A new silk ink formulation provides a "bottom-up" approach to customized multifunction biomaterials.
The design of biomaterials has always been function-oriented, which leads to a highly divergent variety of fabrication strategies targeting very specific applications. While such a trend in the development of biomaterials is likely to provide well-tailored end products with precisely defined functions, it falls short of the ability to integrate multifunctional features that are often required to address complex needs at biological interfaces.
While being mechanically robust, silk, a common and inexpensive material, can also help preserve the bio-functionality of small molecules, extending the shelf life of printed products. Starting from cocoons produced by silkworms (Bombyx mori), the silk ink can be prepared as a fibroin aqueous solution after degumming, extraction, and purification, and its rheological properties are tunable by changing processing conditions, as well as silk concentrations. Then the researchers have prepared a library of functional silk inks by adding nanoparticles, enzymes, antibiotics, growth factors, and antibodies to the stock ink solutions. Using a commercial inkjet printer, they are able to designed patterns with high precision on various substrates. In particular, the horseradish peroxidase in silk ink is stabilized over an extended period of time, whereas polydiacetylenes/goat IgG antibody-containing ink can be printed for on demand colorimetric bacterial sensing.
As a versatile inkjet printing platform, the scope of dopants for making new inks is not limited to just biomolecules, and can be readily extended to include quantum dots and fluorescent dyes, among other materials and material combinations. In this case, Omenetto points out that “multi-cartridge printing can bring together multiple inks to easily obtain complex combination of functional inks or multi-functional interfaces where organic and inorganic inks are printed together”, which is certainly a direction of future exploration.

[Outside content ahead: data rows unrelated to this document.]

//! Text labels: a billboard quad textured with its own rendered text.

use glam::{Mat4, Vec3};

use crate::foundation::color::Color;
use crate::foundation::error::{SceneError, SceneResult};
use crate::scene::mesh::Mesh;
use crate::script::command::{Command, DefineLabel};

#[derive(Clone, Copy, Debug, Default, PartialEq, Eq)]
/// Horizontal anchor of the text relative to the label position.
pub enum HorizontalAlign {
    /// Text starts at the anchor.
    #[default]
    Left,
    /// Text is centred on the anchor.
    Center,
    /// Text ends at the anchor.
    Right,
}

impl HorizontalAlign {
    fn offset(self) -> i8 {
        match self {
            Self::Left => -1,
            Self::Center => 0,
            Self::Right => 1,
        }
    }
}

#[derive(Clone, Copy, Debug, Default, PartialEq, Eq)]
/// Vertical anchor of the text relative to the label position.
pub enum VerticalAlign {
    /// Anchor at the top of the text.
    Top,
    /// Anchor at the middle of the text.
    #[default]
    Middle,
    /// Anchor at the bottom of the text.
    Bottom,
}

impl VerticalAlign {
    fn offset(self) -> i8 {
        match self {
            Self::Top => -1,
            Self::Middle => 0,
            Self::Bottom => 1,
        }
    }
}

#[derive(Clone, Debug, PartialEq)]
/// Settings of a new label.
pub struct Label {
    /// Label id; empty for an automatic `Label-<n>` id.
    pub label_id: String,
    /// Text.
    pub text: String,
    /// Text color, also the shared color of the label mesh.
    pub color: Color,
    /// Font size in pixels.
    pub size_in_pixels: f32,
    /// CSS font family.
    pub font_family: String,
    /// Layer tag of the label mesh.
    pub layer_id: Option<String>,
    /// Horizontal anchor.
    pub horizontal_align: HorizontalAlign,
    /// Vertical anchor.
    pub vertical_align: VerticalAlign,
    /// Distance between anchor and text, in mesh units.
    pub offset_distance: f32,
    /// Place the label in camera space.
    pub camera_space: bool,
}

impl Label {
    /// White 12px sans-serif text.
    pub fn new(text: impl Into<String>) -> Self {
        Self {
            label_id: String::new(),
            text: text.into(),
            color: Color::WHITE,
            size_in_pixels: 12.0,
            font_family: "sans-serif".to_string(),
            layer_id: None,
            horizontal_align: HorizontalAlign::Left,
            vertical_align: VerticalAlign::Middle,
            offset_distance: 0.1,
            camera_space: false,
        }
    }

    /// Set an explicit id.
    pub fn id(mut self, label_id: impl Into<String>) -> Self {
        self.label_id = label_id.into();
        self
    }

    /// Text color.
    pub fn color(mut self, color: Color) -> Self {
        self.color = color;
        self
    }

    /// Font size in pixels.
    pub fn size(mut self, size_in_pixels: f32) -> Self {
        self.size_in_pixels = size_in_pixels;
        self
    }

    /// CSS font family.
    pub fn font_family(mut self, family: impl Into<String>) -> Self {
        self.font_family = family.into();
        self
    }

    /// Layer tag.
    pub fn layer(mut self, layer_id: impl Into<String>) -> Self {
        self.layer_id = Some(layer_id.into());
        self
    }

    /// Text anchors.
    pub fn align(mut self, horizontal: HorizontalAlign, vertical: VerticalAlign) -> Self {
        self.horizontal_align = horizontal;
        self.vertical_align = vertical;
        self
    }

    /// Distance between anchor and text.
    pub fn offset_distance(mut self, distance: f32) -> Self {
        self.offset_distance = distance;
        self
    }

    /// Place the label in camera space.
    pub fn camera_space(mut self, value: bool) -> Self {
        self.camera_space = value;
        self
    }

    pub(crate) fn validate(&self) -> SceneResult<()> {
        if !(self.size_in_pixels.is_finite() && self.size_in_pixels > 0.0) {
            return Err(SceneError::validation(format!(
                "label font size must be > 0, got {}",
                self.size_in_pixels
            )));
        }
        if !self.offset_distance.is_finite() {
            return Err(SceneError::validation("label offset distance must be finite"));
        }
        Ok(())
    }

    /// Unit quad in the xy plane, textured with the label id.
    pub(crate) fn mesh(&self, mesh_id: &str) -> SceneResult<Mesh> {
        let mut mesh = Mesh::new(mesh_id)
            .with_shared_color(self.color)?
            .with_texture(self.label_id.clone())?
            .nn_texture(false)
            .label(true)
            .camera_space(self.camera_space);
        if let Some(layer) = &self.layer_id {
            mesh = mesh.with_layer(layer.clone());
        }
        mesh.add_image(
            Vec3::new(-0.5, -0.5, 0.0),
            Vec3::X,
            Vec3::Y,
            false,
            Mat4::IDENTITY,
        )?;
        Ok(mesh)
    }

    pub(crate) fn to_command(&self, mesh_id: &str) -> Command {
        Command::DefineLabel(DefineLabel {
            label_id: self.label_id.clone(),
            mesh_id: mesh_id.to_string(),
            text: self.text.clone(),
            fill_style: self.color.to_html_hex(),
            font_family: self.font_family.clone(),
            font_size_px: self.size_in_pixels,
            horizontal_align: self.horizontal_align.offset(),
            vertical_align: self.vertical_align.offset(),
            offset_distance: self.offset_distance,
        })
    }
}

The authors expect to achieve new modalities of sensing by printing multiple chemistries, which will add more sophistication to various surfaces – “we plan on extending the work on sensing gloves to obtain more specificity and selectivity”, Omenetto says. Taking advantage of the inkjet print technique, he also sees the possibility of defining topographically complex patterns, concentrations, and chemical gradients, enabling “in-vitro screens and models that can assist in tissue engineering studies”, as well as “appropriate bio-printouts that are matched and adapt to certain topographies”, where he uses “printing a smart band aid with a distribution of therapeutics matched to a complex wound” as an example.